Bedenini bana doğru çevirdiğinde, gözlerinde çakan şimşekler içime karışarak bedenimi titretti. Salağın tekiydim! Neden susup gitmesini izlemedim ki!? Kendi sonumu kazıyordum resmen!

Sağ elini kaldırarak işaret parmağını bana doğru sallarken alt dudağını sinirle ıssırıyordu. Başını sallayarak dudağını serbest bıraktı.

"Aptalın tekisin! Kurtulacaktın benden ha? Yokluğumu fırsat bilerek, çekip gidecektin burdan. Baban olacak o adam seni alacaktı benden!"

Bir an da odada volta atmaya başlayarak sesindeki sinirini lav ateşi gibi patlattı. Siniri öyle yüksekti ki, vücudum korkuyla yatakla bütünleşti. Bacaklarımı kendime doğru çekmiş sırtımı iyice yatak başlığına yaslamıştım.

"Oyunmuş her şey demek! Bile bile sattılar seni bana. Oyuncak gibi, bir kukla gibi oynattılar beni! Ama tüm bunların sorumlusu sensin! Senin yüzünden her şey tepetaklak oldu. Sen o şerefsiz adamla gitmeseydin onu yakalayacaktık. Onu yakalayıp tüm olayı döktürecektim piç herifin siktiğimin ağzından! Ama sen. Sen her şeyi mahfettin!"

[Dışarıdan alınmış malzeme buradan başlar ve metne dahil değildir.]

//! # Backend Coordination
//!
//! Session identity coordination with the authoritative backend process.
//!
//! Two processes that do not share memory agree on who is logged in where
//! through a private wire protocol and a store of in-flight handoff
//! records. Reconnection with state resynchronization is the primary
//! resilience mechanism: when the link comes back, pending saves and route
//! requests are re-submitted rather than lost.
//!
//! ## Components
//! - **Wire**: the backend-link opcode space and typed messages
//! - **Auth**: the Auth Node Store and its timeout sweeper
//! - **Link**: the connect/keepalive/reconnect state machine

pub mod auth;
pub mod link;
pub mod wire;

pub use auth::{AuthNode, AuthStore, HandoffState, SweepOutcome};
pub use link::{BackendLink, LinkState, RouteTable};
pub use wire::BackendMsg;
//! # Broadcast Targeting
//!
//! Resolves a delivery scope to the exact set of recipient entities and
//! serializes a payload once per distinct protocol version among them.
//!
//! The world-position/group index is an external collaborator consumed
//! through [`WorldIndex`]; this module never inspects raw entity ids for
//! identity questions; disguise resolution always goes through the
//! collaborator, so a `SelfOnly` send reaches the source's own session even
//! when its visible id is negated for visual-effect reasons elsewhere.
//!
//! Recipients whose negotiated version has no descriptor for the payload's
//! opcode are silently skipped for that one message; an old client is never
//! disconnected because a newer opcode exists.

use std::collections::HashMap;

use bytes::Bytes;
use tracing::warn;

use crate::codec::registry::{Descriptor, Registry};
use crate::error::Result;

/// Opaque id of a world entity that owns a session.
pub type EntityId = u32;
/// Id of one map (area of responsibility).
pub type MapId = u16;

/// World position of an entity.
#[derive(Debug, Clone, Copy, PartialEq, Eq)]
pub struct Position {
    pub map: MapId,
    pub x: i16,
    pub y: i16,
}

/// Position/group index exposed by the world state, consumed read-only.
///
/// Group queries return entity ids of session-owning members; spy queries
/// return the sessions that opted into observing a group they are not in.
pub trait WorldIndex: Send + Sync {
    fn position(&self, entity: EntityId) -> Option<Position>;

    /// All session-owning entities inside the rectangle, bounds inclusive.
    fn entities_in_rect(&self, map: MapId, x0: i16, y0: i16, x1: i16, y1: i16) -> Vec<EntityId>;

    fn party_of(&self, entity: EntityId) -> Option<u32>;
    fn guild_of(&self, entity: EntityId) -> Option<u32>;
    fn team_of(&self, entity: EntityId) -> Option<u32>;
    fn chat_of(&self, entity: EntityId) -> Option<u32>;

    fn party_members(&self, party: u32) -> Vec<EntityId>;
    fn guild_members(&self, guild: u32) -> Vec<EntityId>;
    fn team_members(&self, team: u32) -> Vec<EntityId>;
    fn chat_members(&self, chat: u32) -> Vec<EntityId>;

    fn party_spies(&self, _party: u32) -> Vec<EntityId> {
        Vec::new()
    }
    fn guild_spies(&self, _guild: u32) -> Vec<EntityId> {
        Vec::new()
    }
    fn team_spies(&self, _team: u32) -> Vec<EntityId> {
        Vec::new()
    }

    /// Disguise-aware identity: the entity whose session should receive
    /// frames addressed to `entity`'s player.
    fn resolve_identity(&self, entity: EntityId) -> EntityId {
        entity
    }
}

/// Addressing mode for one outgoing message.
#[derive(Debug, Clone, Copy, PartialEq, Eq)]
pub enum DeliveryScope {
    /// The source entity's own session only.
    SelfOnly,
    /// Everyone in broadcast range of the source.
    Area,
    /// Area, minus the source itself.
    AreaWithoutSource,
    /// Shrunken area, minus everyone in the source's chat room.
    AreaWithoutGroup,
    Party,
    PartyWithoutSource,
    Guild,
    GuildWithoutSource,
    /// Everyone in the source's chat room, source included.
    ChatRoom,
    Team,
    TeamWithoutSource,
    /// Every authenticated session on the server.
    AllSessions,
}

/// Per-send switches. Spy fan-out is on unless the caller suppresses it.
#[derive(Debug, Clone, Copy)]
pub struct BroadcastOptions {
    pub include_spies: bool,
}

impl Default for BroadcastOptions {
    fn default() -> Self {
        Self {
            include_spies: true,
        }
    }
}

/// Geometry knobs for area scopes.
#[derive(Debug, Clone, Copy)]
pub struct AreaParams {
    /// Half-width of the broadcast rectangle, in cells.
    pub radius: i16,
    /// How much the rectangle shrinks for chat-adjacent area sends.
    pub chat_shrink: i16,
}

/// A resolved recipient set.
#[derive(Debug, Clone, PartialEq, Eq)]
pub enum Recipients {
    /// Every authenticated session; only the session table can enumerate
    /// them, so the caller expands this one.
    AllSessions,
    Entities(Vec<EntityId>),
}

/// Compute the exact recipient set for `scope` originating at `source`.
///
/// "Excluding source/group" variants subtract after the index query, so the
/// query itself stays a plain rectangle or membership lookup.
pub fn resolve(
    scope: DeliveryScope,
    source: EntityId,
    index: &dyn WorldIndex,
    params: AreaParams,
    opts: BroadcastOptions,
) -> Recipients {
    use DeliveryScope::*;

    let around = |radius: i16| -> Vec<EntityId> {
        match index.position(source) {
            Some(p) => index.entities_in_rect(
                p.map,
                p.x - radius,
                p.y - radius,
                p.x + radius,
                p.y + radius,
            ),
            None => Vec::new(),
        }
    };

    let entities = match scope {
        SelfOnly => vec![index.resolve_identity(source)],
        Area => around(params.radius),
        AreaWithoutSource => {
            let mut set = around(params.radius);
            set.retain(|&e| e != source);
            set
        }
        AreaWithoutGroup => {
            let mut set = around(params.radius - params.chat_shrink);
            match index.chat_of(source) {
                Some(chat) => {
                    let members = index.chat_members(chat);
                    set.retain(|e| !members.contains(e) && *e != source);
                }
                None => set.retain(|&e| e != source),
            }
            set
        }
        Party | PartyWithoutSource => group_set(
            index.party_of(source),
            |g| index.party_members(g),
            |g| index.party_spies(g),
            scope == PartyWithoutSource,
            source,
            opts,
        ),
        Guild | GuildWithoutSource => group_set(
            index.guild_of(source),
            |g| index.guild_members(g),
            |g| index.guild_spies(g),
            scope == GuildWithoutSource,
            source,
            opts,
        ),
        Team | TeamWithoutSource => group_set(
            index.team_of(source),
            |g| index.team_members(g),
            |g| index.team_spies(g),
            scope == TeamWithoutSource,
            source,
            opts,
        ),
        ChatRoom => match index.chat_of(source) {
            Some(chat) => index.chat_members(chat),
            None => Vec::new(),
        },
        AllSessions => return Recipients::AllSessions,
    };
    Recipients::Entities(entities)
}

fn group_set(
    group: Option<u32>,
    members: impl Fn(u32) -> Vec<EntityId>,
    spies: impl Fn(u32) -> Vec<EntityId>,
    without_source: bool,
    source: EntityId,
    opts: BroadcastOptions,
) -> Vec<EntityId> {
    let Some(group) = group else {
        return Vec::new();
    };
    let mut set = members(group);
    if without_source {
        set.retain(|&e| e != source);
    }
    if opts.include_spies {
        for spy in spies(group) {
            if !set.contains(&spy) {
                set.push(spy);
            }
        }
    }
    set
}

/// A message that can lay itself out for any protocol version's descriptor.
pub trait Payload {
    fn opcode(&self) -> u16;

    /// Serialize against one version's descriptor. The frame must match the
    /// descriptor's length rule.
    fn encode_for(&self, descriptor: &Descriptor) -> Result<Vec<u8>>;
}

/// Pre-serialized bytes, identical across versions.
#[derive(Debug, Clone)]
pub struct RawPayload {
    pub opcode: u16,
    pub bytes: Vec<u8>,
}

impl RawPayload {
    #[must_use]
    pub fn new(opcode: u16, bytes: Vec<u8>) -> Self {
        Self { opcode, bytes }
    }
}

impl Payload for RawPayload {
    fn opcode(&self) -> u16 {
        self.opcode
    }

    fn encode_for(&self, _descriptor: &Descriptor) -> Result<Vec<u8>> {
        Ok(self.bytes.clone())
    }
}

/// Serialize-once-per-version cache for one broadcast.
///
/// `None` for a version means it has no descriptor for the opcode and its
/// sessions are skipped for this message.
pub struct VersionedEncoder<'a> {
    payload: &'a dyn Payload,
    cache: HashMap<u16, Option<Bytes>>,
}

impl<'a> VersionedEncoder<'a> {
    #[must_use]
    pub fn new(payload: &'a dyn Payload) -> Self {
        Self {
            payload,
            cache: HashMap::new(),
        }
    }

    pub fn encoded_for(&mut self, registry: &Registry, version: u16) -> Option<Bytes> {
        if let Some(cached) = self.cache.get(&version) {
            return cached.clone();
        }
        let encoded = match registry.lookup(version, self.payload.opcode()) {
            None => None,
            Some(descriptor) => match self.payload.encode_for(descriptor) {
                Ok(bytes) => Some(Bytes::from(bytes)),
                Err(e) => {
                    warn!(
                        opcode = format_args!("0x{:04x}", self.payload.opcode()),
                        version,
                        error = %e,
                        "payload failed to encode, recipient skipped"
                    );
                    None
                }
            },
        };
        self.cache.insert(version, encoded.clone());
        encoded
    }

    /// How many distinct versions were actually serialized.
    #[must_use]
    pub fn distinct_encodings(&self) -> usize {
        self.cache.values().filter(|v| v.is_some()).count()
    }
}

Dolu gözlerimden damlayan yaşların ardından, dudaklarımın arasında ki hıçkırıklarıda serbest bıraktım. Söylediklerinde haklı olabilirdi ama ben böyle olacağını nereden bilebilirdim ki? Sadece buradan kurtulmak istemiştim. Ama onuda elime yüzüme bulaştırdım.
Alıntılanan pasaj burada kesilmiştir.